What should charities make of the Queen’s Speech?

The Queen’s speech is a parliamentary tradition dating back to the 16th century. It’s the centrepiece of the State Opening of Parliament, listing the laws that the government intends to introduce (and approve) in the upcoming parliamentary year.


This is the second Queen’s speech following the election of a majority Conservative government last May, and it is undoubtedly a rather delicate time to deliver it. With the referendum on Britain’s place in the European Union just over one month away, the Government finds itself in a bit of a sticky situation – desperate to give the appearance that everything is fine, but wary of giving British voters any reason to turn to the leave campaign on June 23rd.

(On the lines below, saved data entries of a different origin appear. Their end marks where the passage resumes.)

// Copyright 2025-present Harīṣh Tummalachērla
// SPDX-License-Identifier: Apache-2.0

//! Corpus loading: one fetch per page session, then read-only forever.
//!
//! The site generator publishes the full document index as a JSON array at
//! `/index.json`. [`CorpusStore`] owns the lifecycle:
//!
//! ```text
//! Uninitialized ──load()/install()──▶ Ready(corpus)
//!       │
//!       └──────fetch failed──────────▶ Failed        (sticky)
//! ```
//!
//! Both terminal states are sticky for the page session. A failed fetch is
//! logged and the widget degrades to returning empty results - search never
//! surfaces a load error to the user, the dropdown just stays empty.
//!
//! Two loading paths feed the same store:
//! - native: [`CorpusStore::load`] fetches over HTTP (`fetch` feature)
//! - browser: the JS glue runs `fetch()` itself and hands the decoded array
//!   across the WASM boundary via [`CorpusStore::install`]
//!
//! The store is shared by the desktop and mobile widget variants through an
//! `Arc`, behind a `parking_lot::RwLock`. Writes happen once; every search
//! afterwards is a read.

use crate::types::Document;
use parking_lot::RwLock;
use std::sync::Arc;
use thiserror::Error;
use tracing::{debug, warn};

/// Why a corpus failed to load.
#[derive(Debug, Error)]
pub enum LoadError {
    /// The index endpoint answered, but not with a success status.
    #[error("index fetch returned HTTP {status}")]
    Http { status: u16 },
    /// The request never completed (DNS, connection, timeout).
    #[error("index fetch failed: {0}")]
    Request(String),
    /// The body was not a valid document array.
    #[error("index decode failed: {0}")]
    Decode(String),
    /// A previous load attempt already failed this session.
    #[error("corpus load already failed this session")]
    AlreadyFailed,
}

/// The loaded, immutable document set.
#[derive(Debug, Clone, Default)]
pub struct Corpus {
    docs: Vec<Document>,
}

impl Corpus {
    pub fn new(docs: Vec<Document>) -> Self {
        Self { docs }
    }

    /// Decode a corpus from raw index bytes.
    pub fn from_json_slice(bytes: &[u8]) -> Result<Self, LoadError> {
        let docs: Vec<Document> = serde_json::from_slice(bytes)
            .map_err(|e| LoadError::Decode(e.to_string()))?;
        Ok(Self { docs })
    }

    pub fn docs(&self) -> &[Document] {
        &self.docs
    }

    pub fn len(&self) -> usize {
        self.docs.len()
    }

    pub fn is_empty(&self) -> bool {
        self.docs.is_empty()
    }
}

#[derive(Debug)]
enum LoadState {
    Uninitialized,
    Ready(Corpus),
    Failed,
}

/// Shared write-once corpus slot.
///
/// Construct once per page, clone the `Arc` into each widget variant.
#[derive(Debug)]
pub struct CorpusStore {
    state: RwLock<LoadState>,
}

impl Default for CorpusStore {
    fn default() -> Self {
        Self::new()
    }
}

impl CorpusStore {
    pub fn new() -> Self {
        Self {
            state: RwLock::new(LoadState::Uninitialized),
        }
    }

    /// Convenience for the common shared-ownership setup.
    pub fn shared() -> Arc<Self> {
        Arc::new(Self::new())
    }

    /// Fetch the index over HTTP and install it. Single-shot: calling again
    /// while `Ready` returns the existing doc count without refetching, and
    /// calling after a failure returns the sticky error without retrying.
    #[cfg(feature = "fetch")]
    pub async fn load(&self, url: &str) -> Result<usize, LoadError> {
        match &*self.state.read() {
            LoadState::Ready(corpus) => return Ok(corpus.len()),
            LoadState::Failed => return Err(LoadError::AlreadyFailed),
            LoadState::Uninitialized => {}
        }

        match fetch_index(url).await {
            Ok(corpus) => {
                let count = corpus.len();
                debug!(url, docs = count, "corpus loaded");
                // Another load() may have won the race while we were fetching;
                // first writer wins, the corpus content is identical anyway.
                let mut state = self.state.write();
                if matches!(*state, LoadState::Uninitialized) {
                    *state = LoadState::Ready(corpus);
                }
                Ok(count)
            }
            Err(err) => {
                warn!(url, error = %err, "corpus load failed; search disabled for this session");
                let mut state = self.state.write();
                if matches!(*state, LoadState::Uninitialized) {
                    *state = LoadState::Failed;
                }
                Err(err)
            }
        }
    }

    /// Install an already-decoded corpus (WASM glue path, tests).
    /// No-op when the store already reached a terminal state.
    pub fn install(&self, docs: Vec<Document>) {
        let mut state = self.state.write();
        if matches!(*state, LoadState::Uninitialized) {
            debug!(docs = docs.len(), "corpus installed");
            *state = LoadState::Ready(Corpus::new(docs));
        }
    }

    /// Record a glue-side fetch failure. Sticky, like a failed [`load`].
    ///
    /// [`load`]: CorpusStore::load
    pub fn mark_failed(&self) {
        let mut state = self.state.write();
        if matches!(*state, LoadState::Uninitialized) {
            warn!("corpus marked failed; search disabled for this session");
            *state = LoadState::Failed;
        }
    }

    /// True once a corpus is available to search.
    pub fn is_ready(&self) -> bool {
        matches!(*self.state.read(), LoadState::Ready(_))
    }

    /// Run `f` over the loaded documents, or get `None` while uninitialized
    /// or failed. This is the only read path the ranking pipeline uses.
    pub fn with_docs<R>(&self, f: impl FnOnce(&[Document]) -> R) -> Option<R> {
        match &*self.state.read() {
            LoadState::Ready(corpus) => Some(f(corpus.docs())),
            _ => None,
        }
    }
}

/// GET the index and decode it. Non-success statuses are errors; the body is
/// only read for 2xx responses.
#[cfg(feature = "fetch")]
async fn fetch_index(url: &str) -> Result<Corpus, LoadError> {
    let response = reqwest::get(url)
        .await
        .map_err(|e| LoadError::Request(e.to_string()))?;

    let status = response.status();
    if !status.is_success() {
        return Err(LoadError::Http {
            status: status.as_u16(),
        });
    }

    let bytes = response
        .bytes()
        .await
        .map_err(|e| LoadError::Request(e.to_string()))?;
    Corpus::from_json_slice(&bytes)
}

Cameron is anxious to appear as though government is functioning as normal, that he is confident of a win in June and that he plans to govern a country within the EU for the foreseeable future. In light of this need for the appearance of confidence there were a few key pieces of legislation in the speech, the introduction of a new Justice Bill to name just one.


But, the PM and his Cabinet Ministers are well aware that whatever they set out today may not have the chance to live past June if the voters decide to leave the EU. Equally, they do not want to rock the boat with British voters, particularly those who are yet to decide how they will vote in the referendum, so this was a rather tame speech all in all – devoid of anything that could be construed as divisive, like the absence of the long promised British Bill of Rights.

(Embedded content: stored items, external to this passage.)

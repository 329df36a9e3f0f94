//! Highlighter behavior, including the sequential-replacement quirk.

use loupe::highlight;

#[test]
fn highlights_every_occurrence_of_every_token() {
    assert_eq!(
        highlight("Vector search makes vectors searchable", "vector search"),
        "<mark>Vector</mark> <mark>search</mark> makes <mark>vector</mark>s <mark>search</mark>able"
    );
}

#[test]
fn empty_query_returns_text_unchanged() {
    assert_eq!(highlight("untouched", ""), "untouched");
    assert_eq!(highlight("untouched", " \t "), "untouched");
}

#[test]
fn single_character_tokens_are_ignored() {
    assert_eq!(highlight("a e i o u", "a e i"), "a e i o u");
}

#[test]
fn metacharacters_are_escaped_not_interpreted() {
    assert_eq!(highlight("cost is $5 (sale)", "(sale)"), "cost is $5 <mark>(sale)</mark>");
    assert_eq!(highlight("anything", ".*"), "anything");
}

#[test]
fn tokens_apply_sequentially_over_prior_output() {
    // Second token wraps text the first token already marked. Nested markers
    // are the documented behavior, not a bug.
    assert_eq!(
        highlight("searchable", "searchable search"),
        "<mark><mark>search</mark>able</mark>"
    );
}

#[test]
fn later_token_can_match_inside_inserted_markers() {
    // "ar" finds hits inside the literal "<mark>"/"</mark>" text the first
    // token inserted. Preserved verbatim from the shipped widget.
    assert_eq!(
        highlight("markdown", "mark ar"),
        "<m<mark>ar</mark>k>m<mark>ar</mark>k</m<mark>ar</mark>k>down"
    );
}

The speech was very light touch, and I think it’s fair to say that there was nothing particularly ground breaking in there. But let’s have a look at what was covered and why it might be relevant to UK charities.


The first thing to say is that charities weren’t mentioned by the Queen at all. That’s not to say they weren’t part of the government’s thinking, just that anything affecting them wasn’t enough to make headline news.


There is one specific piece of legislation about charities in the government’s legislative agenda for the year and that is the Small Charitable Donations Bill (UK-wide). The government is planning on reforming the gift aid small donations scheme following their public consultation on the issue, with the aim of increasing the benefits for smaller and new charities.


Other than that charities were really an after thought. But, that doesn’t mean this speech was irrelevant. In fact, there are plenty of opportunities for charities in many of the government’s announcements today.


First, a proposed Justice Bill with new powers for prison governors in England and Wales will open up opportunities for charities to bid for contracts relating to rehabilitation, education and mental health services in prisons. The governors of six jails will be given control over their budgets, with the ability to decide on how and who should provide services in their prisons and introduce any relevant changes they deem necessary. Charities already provide many services within the justice system and they will want to ensure that these powerful governors do not overlook the vital work that they do when it comes to dishing out contracts. To compete in this market charities must make the case as to why they deserve contracts over others, and will be forced to demonstrate not only their impact but also their ability to deliver cost effective services with real benefits.


The government also announced that it will be rolling out more powers to local areas in the UK as it continues its devolution agenda.


Directly elected mayors in cities like Liverpool, Manchester and Bristol will be given greater powers, and local authorities will also be given new powers to retain business rates to “invest in local communities.” This is not a new announcement but does now look set to be implemented. Charities currently receive relief on business rates, and changes to rates may impact their ability to afford to operate at a local level. But there are questions to be asked over how the collected business rates will be invested in local communities and whether charities have a role to play in distributing or receiving this cash.


Another previously announced policy also found its way into the speech. The soft drinks levy, better known as the sugar tax will be introduced within the next year. The levy will be used specifically to tackle childhood obesity and again there may well be a role for charities to play in helping to raise awareness and deliver education in this area. Whether some of the sugar levy will find its way to charities remains to be seen.


NCS, the government’s flagship programme for 16 & 17 year olds received a huge slap on the back with plans to expand announced today. The programme will be put on a statutory footing securing its long term future. This is an important step by the government and cements the importance of NCS within society. It’s a move which should also be welcomed by civil society. The government have just announced that they will place a nation wide, government funded, volunteering programme in law – recognising the value and importance that social action plays in the lives of these youngsters.


One of the major announcements which will likely impact charities comes from the introduction of a new extremism bill.


The bill is intended to curb extremism and to prevent ‘hate preachers’ from working with children and other vulnerable groups. It has also been suggested that proposals within it will allow the Charity Commission to remove charities that use funds to further extremism and terrorism.


Britain is obviously keen to do all we can to make the UK safer, but the implications for the Charity Commission which is already being asked to do more for less may see them placed under even more financial pressure. There is also a fine line to tread here, keeping people safe should be balanced between avoiding an over zealous interference in civil society. We will wait to see the full proposals to find out more.


All in all this was a relatively safe Queen’s speech, with the Government choosing to introduce plans for things it had already proposed. But, the news is largely good for charities with several opportunities for charities to provide new services and support in areas including justice, probation, health and social care.


Much of these plans are dependent on the outcome of the EU referendum on 23rd June. We will wait to see if government has the opportunity to implement them.